Haiti's President Rene Preval, second from left, awards a decoration to Dominican Republic resident Sonia Marmolejos, center, for her solidarity breastmilk drive for children who were victims in the Haitian earthquake during a summit on Haiti in Punta Cana June 2, 2010.


Eduardo Munoz/Reuters

Haiti and the Dominican Republic share the island of Hispaniola, but the two Caribbean nations have not exactly been good neighbors over the years. Haitians and Dominicans each have a litany of bad memories.

Haitian elders can’t forget 1937 when Dominican dictator Rafael Trujillo ordered the massacre of thousands of Haitians living in his country. Younger Haitians talk about the ill treatment of Haitian migrant workers across the border.

Dominicans, for their part, point to Haiti’s 22-year occupation of their country in the 19th century and they complain about Haitian street children in their capital. All that may explain why it’s been rare to see Dominicans in Haiti in recent years. But that changed after January 12th.
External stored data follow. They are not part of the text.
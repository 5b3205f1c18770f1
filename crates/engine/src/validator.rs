use std::collections::{HashMap, HashSet};

use petgraph::algo::is_cyclic_directed;
use petgraph::graph::DiGraph;
use serde::Serialize;

use crate::environment::EnvironmentCatalog;
use crate::model::{program_from_value, Program};
use crate::simulate::{compute_timings, DurationMode};
use crate::time::Duration;
use crate::trigger::Trigger;

// ---------------------------------------------------------------------------
// Report types
// ---------------------------------------------------------------------------

#[derive(Debug, Clone, Serialize)]
#[serde(rename_all = "camelCase")]
pub struct ValidationSummary {
    pub program_id: Option<String>,
    pub name: Option<String>,
    pub tracks: usize,
    pub total_steps: usize,
    pub resource_constraints: usize,
}

#[derive(Debug, Clone, Serialize)]
pub struct ValidationReport {
    pub is_valid: bool,
    /// Structural failures: the document does not fit the program shape.
    pub schema_errors: Vec<String>,
    /// Semantic failures: the document fits but cannot execute coherently.
    pub logic_errors: Vec<String>,
    pub warnings: Vec<String>,
    pub summary: ValidationSummary,
}

impl ValidationReport {
    fn invalid_schema(errors: Vec<String>, summary: ValidationSummary) -> Self {
        ValidationReport {
            is_valid: false,
            schema_errors: errors,
            logic_errors: Vec::new(),
            warnings: Vec::new(),
            summary,
        }
    }
}

// ---------------------------------------------------------------------------
// Entry points
// ---------------------------------------------------------------------------

/// Validate a raw program document: normalization + typed parse as the schema
/// pass, then the semantic pass over the typed program.
pub fn validate_document(
    document: &serde_json::Value,
    catalog: &EnvironmentCatalog,
    strict: bool,
) -> ValidationReport {
    match program_from_value(document.clone()) {
        Ok(program) => validate_program(&program, catalog, strict),
        Err(err) => ValidationReport::invalid_schema(vec![err.to_string()], raw_summary(document)),
    }
}

fn raw_summary(document: &serde_json::Value) -> ValidationSummary {
    let tracks = document.get("tracks").and_then(|t| t.as_array());
    ValidationSummary {
        program_id: document
            .get("programId")
            .and_then(|v| v.as_str())
            .map(String::from),
        name: document
            .get("name")
            .and_then(|v| v.as_str())
            .map(String::from),
        tracks: tracks.map(|t| t.len()).unwrap_or(0),
        total_steps: tracks
            .map(|tracks| {
                tracks
                    .iter()
                    .filter_map(|t| t.get("steps").and_then(|s| s.as_array()))
                    .map(|s| s.len())
                    .sum()
            })
            .unwrap_or(0),
        resource_constraints: document
            .get("resourceConstraints")
            .and_then(|v| v.as_array())
            .map(|v| v.len())
            .unwrap_or(0),
    }
}

/// Validate a typed program. Errors block execution; warnings are advisory.
pub fn validate_program(
    program: &Program,
    catalog: &EnvironmentCatalog,
    strict: bool,
) -> ValidationReport {
    let mut schema_errors: Vec<String> = Vec::new();
    let mut errors: Vec<String> = Vec::new();
    let mut warnings: Vec<String> = Vec::new();

    let step_ids: HashSet<&str> = program
        .steps()
        .map(|(_, step)| step.step_id.as_str())
        .collect();

    // -----------------------------------------------------------------------
    // Schema-pass range checks the typed parse cannot express
    // -----------------------------------------------------------------------
    for track in &program.tracks {
        if track.batch_size == 0 {
            schema_errors.push(format!(
                "Track '{}' has batch_size 0 -- must be at least 1",
                track.track_id
            ));
        }
    }
    for (_, step) in program.steps() {
        for (task, fraction) in step.task_shares() {
            if !(fraction > 0.0 && fraction <= 1.0) {
                schema_errors.push(format!(
                    "Step '{}' claims task '{}' at fraction {} -- must be in (0, 1]",
                    step.step_id, task, fraction
                ));
            }
        }
    }
    if let Some(constraints) = &program.resource_constraints {
        for constraint in constraints {
            if constraint.max_concurrent == 0 {
                schema_errors.push(format!(
                    "Constraint for task '{}' has maxConcurrent 0 -- must be at least 1",
                    constraint.task
                ));
            }
            if constraint.actors_required < 0.0 {
                schema_errors.push(format!(
                    "Constraint for task '{}' has negative actorsRequired",
                    constraint.task
                ));
            }
        }
    }

    // -----------------------------------------------------------------------
    // Error: duplicate step IDs
    // -----------------------------------------------------------------------
    {
        let mut counts: HashMap<&str, usize> = HashMap::new();
        for (_, step) in program.steps() {
            *counts.entry(step.step_id.as_str()).or_insert(0) += 1;
        }
        let mut duplicated: Vec<(&str, usize)> =
            counts.into_iter().filter(|(_, n)| *n > 1).collect();
        duplicated.sort();
        for (step_id, count) in duplicated {
            errors.push(format!(
                "Duplicate step ID '{}' found {} times",
                step_id, count
            ));
        }
    }

    // -----------------------------------------------------------------------
    // Error: trigger references to unknown steps
    // -----------------------------------------------------------------------
    {
        let mut referenced: HashSet<String> = HashSet::new();
        for (_, step) in program.steps() {
            for reference in step.start_trigger.referenced_steps() {
                referenced.insert(reference);
            }
        }
        let mut missing: Vec<&String> = referenced
            .iter()
            .filter(|id| !step_ids.contains(id.as_str()))
            .collect();
        missing.sort();
        for id in missing {
            errors.push(format!(
                "Referenced step ID '{}' does not exist in any track",
                id
            ));
        }
    }

    // -----------------------------------------------------------------------
    // Error: duration bounds
    // -----------------------------------------------------------------------
    for (_, step) in program.steps() {
        match &step.duration {
            Duration::Variable {
                min_seconds,
                max_seconds,
                default_seconds,
                ..
            } => {
                if min_seconds > max_seconds {
                    errors.push(format!(
                        "Step '{}' has minSeconds {} greater than maxSeconds {}",
                        step.step_id, min_seconds, max_seconds
                    ));
                } else if default_seconds < min_seconds || default_seconds > max_seconds {
                    errors.push(format!(
                        "Step '{}' has default duration {} outside [{}, {}]",
                        step.step_id, default_seconds, min_seconds, max_seconds
                    ));
                }
            }
            Duration::Indefinite {
                min_seconds,
                default_seconds,
                ..
            } => {
                if default_seconds < min_seconds {
                    errors.push(format!(
                        "Step '{}' has default duration {} below minSeconds {}",
                        step.step_id, default_seconds, min_seconds
                    ));
                }
            }
            Duration::Fixed { .. } => {}
        }
    }

    // -----------------------------------------------------------------------
    // Error: conflicting resource sources
    // -----------------------------------------------------------------------
    if program.resource_constraints.is_some()
        && (program.environment.is_some() || program.environment_type.is_some())
    {
        errors.push(
            "Program declares both inline resourceConstraints and an environment reference"
                .to_string(),
        );
    }

    // -----------------------------------------------------------------------
    // Error: environment resolution
    // -----------------------------------------------------------------------
    let resolved = catalog.resolve(program);
    let declared_tasks: HashSet<String> = match &resolved {
        Ok(resolved) => resolved.constraints.iter().map(|c| c.task.clone()).collect(),
        Err(err) => {
            errors.push(err.to_string());
            program
                .resource_constraints
                .iter()
                .flatten()
                .map(|c| c.task.clone())
                .collect()
        }
    };

    // -----------------------------------------------------------------------
    // Error: tasks used but never declared
    // -----------------------------------------------------------------------
    let has_fallback = program.actors.is_some()
        || program.environment.is_some()
        || program.environment_type.is_some();
    if strict || !has_fallback {
        let mut reported: HashSet<String> = HashSet::new();
        for (_, step) in program.steps() {
            for task in step.all_task_names() {
                if !declared_tasks.contains(&task) && reported.insert(task.clone()) {
                    errors.push(format!(
                        "Task '{}' is used in steps but not defined in resourceConstraints",
                        task
                    ));
                }
            }
        }
    }

    // -----------------------------------------------------------------------
    // Error: unknown template references
    // -----------------------------------------------------------------------
    {
        let template_ids: HashSet<&str> = program
            .track_templates
            .iter()
            .map(|t| t.template_id.as_str())
            .collect();
        for track in &program.tracks {
            if let Some(template_id) = &track.template_id {
                if !template_ids.contains(template_id.as_str()) {
                    errors.push(format!(
                        "Referenced template ID '{}' does not exist in trackTemplates",
                        template_id
                    ));
                }
            }
        }
    }

    // -----------------------------------------------------------------------
    // Error: circular trigger references
    // -----------------------------------------------------------------------
    {
        let mut graph: DiGraph<(), ()> = DiGraph::new();
        let mut nodes = HashMap::new();
        for (_, step) in program.steps() {
            let node = graph.add_node(());
            nodes.insert(step.step_id.as_str(), node);
        }
        for (_, step) in program.steps() {
            let Some(&target) = nodes.get(step.step_id.as_str()) else {
                continue;
            };
            step.start_trigger.for_each(&mut |trigger| {
                if let Trigger::AfterStep { step_id, .. }
                | Trigger::AfterStepWithBuffer { step_id, .. } = trigger
                {
                    if let Some(&source) = nodes.get(step_id.as_str()) {
                        graph.add_edge(source, target, ());
                    }
                }
            });
        }
        if is_cyclic_directed(&graph) {
            errors.push(
                "Circular trigger references -- steps depend on each other's completion"
                    .to_string(),
            );
        }
    }

    // -----------------------------------------------------------------------
    // Error: intra-track overlaps (symbolic start propagation)
    // -----------------------------------------------------------------------
    {
        let timings = compute_timings(program, DurationMode::Planned);
        for track in &program.tracks {
            if track.steps.len() <= 1 {
                continue;
            }
            let mut windows: Vec<(&str, u64, u64)> = track
                .steps
                .iter()
                .filter_map(|step| {
                    timings
                        .get(&step.step_id)
                        .map(|t| (step.name.as_str(), t.start, t.end))
                })
                .collect();
            windows.sort_by_key(|(_, start, _)| *start);

            for pair in windows.windows(2) {
                let (prev_name, _, prev_end) = pair[0];
                let (next_name, next_start, _) = pair[1];
                if prev_end > next_start {
                    errors.push(format!(
                        "Track '{}': steps '{}' and '{}' overlap by {} seconds",
                        track.name,
                        prev_name,
                        next_name,
                        prev_end - next_start
                    ));
                }
            }
        }
    }

    // -----------------------------------------------------------------------
    // Warnings
    // -----------------------------------------------------------------------
    for track in &program.tracks {
        if track.steps.is_empty() {
            warnings.push(format!("Track '{}' has no steps", track.track_id));
        }
    }
    if !declared_tasks.is_empty() {
        for (_, step) in program.steps() {
            if step.task_shares().is_empty() {
                warnings.push(format!(
                    "Step '{}' claims no tasks -- it won't be resource-constrained",
                    step.step_id
                ));
            }
        }
    }

    let is_valid = schema_errors.is_empty() && errors.is_empty();
    ValidationReport {
        is_valid,
        schema_errors,
        logic_errors: errors,
        warnings,
        summary: ValidationSummary {
            program_id: Some(program.program_id.clone()),
            name: Some(program.name.clone()),
            tracks: program.tracks.len(),
            total_steps: program.step_count(),
            resource_constraints: program
                .resource_constraints
                .as_ref()
                .map(|c| c.len())
                .unwrap_or(0),
        },
    }
}

// ---------------------------------------------------------------------------
// Tests
// ---------------------------------------------------------------------------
Thousands of Dominicans poured over the border to give food, water, shelter and medical help. Many have gone home since then, but not all.

In a mountain community two hours west of Port-au-Prince, about 70 volunteers have set up camp to help locals rebuild their homes. The volunteers are working with Un Techo para mi Pais, a Chilean organization. But most of them aren’t Chilean. They’re Haitian and Dominican.

For many, it’s their first time working and playing with their cross-border counterparts. Nathanial Rodriguez, a 29-year-old graduate of Santo Domingo’s Institute of Technology has come to Haiti several times since the earthquake hit. But before that, he never crossed the border. It wasn’t exactly his choice to come here.

Pierre Richard (left) and Nathanial Rodriguez, Haitian and Dominican volunteers outside Grand Goave, Haiti.


Amy Bracken

He signed up to volunteer with Un Techo and this is where they sent him. And he wasn’t exactly at ease here at first. "I was walking alone and I came across three Haitians who stopped me. It scared me a bit and they asked me in Creole if I was Dominican. I didn’t know what they were asking. I didn’t understand. I started to feel a little frightened," Rodriguez said.

"They asked three times and finally I got it and I said, 'Yes, I am Dominican.' And they said, 'Thank you.' All three said thank you for your help in the little Spanish they spoke and that calmed me down to the point of crying because it showed that sometimes tragedies, crises, create opportunities."

Another volunteer, Cecia Voci, is a Haitian communications consultant. She says for the first time, she has Dominican friends. "For a long time everyone said Dominicans are mean, that they would cut Haitians in pieces. We used to be afraid, but now we see it’s not true," Voci said.

The Dominican response has astonished even Haitians with a deep knowledge of their neighbor. Guy Alexandre, who has served twice as Haiti’s ambassador to the DR says he wasn’t surprised by the fact of the solidarity after the earthquake. What he didn’t expect was the enormity of that solidarity.

Dominican president Leonel Fernandez was the first foreign head of state to visit Haiti after the tragedy. His government facilitated access to Haiti for hundreds of international relief organizations unable to fly in to the devastated country.

Alexandre experienced the Dominican response firsthand when his wife was pulled from the rubble of her office building. She was medivac-ed to the DR, where she stayed for months getting surgery and physical therapy. Alexandre accompanied her across the border.

"It was clear in the streets of the Dominican Republic that pretty much everyone of all walks of life was feeling compassion for Haitians," Alexandre says. "Of course, compassion can dissipate.

After a hurricane wiped out much of Santo Domingo in 1930, Haitians rushed in to help. And that piece of island history is widely forgotten. But he thinks that this time the mutual goodwill might endure.

He says he hopes the two countries will continue to wash away the historical negative impressions they have of each other and to construct good relations. And he’s confident that important steps are being taken in the post-quake period.

In July, the governmental mixed Dominican-Haitian Bilateral Commission met for the first time in ten years. Later that month, President Fernandez broke ground on a new Dominican-funded state university in northern Haiti.

"President Fernandez said something very important to me. He said, 'Ambassador, since the earthquake, we’re going to have an earthquake in the relations between Haiti and the Dominican Republic. Everything will change.' And I think everything has changed," said Ruben Silie Valdez, the Dominican ambassador to Haiti.

Still, Haitian historian George Michel thinks it’s going to take some time and some education. "We don’t know each other. That should be the official policy of both governments, the Haitian government and the Dominican government, to make the other nation know more about the other one," Michel says.

For now, that is happening on a small scale with student exchanges, joint medical teams, human rights workers collaborating along the border and volunteers building homes together in rural Haiti.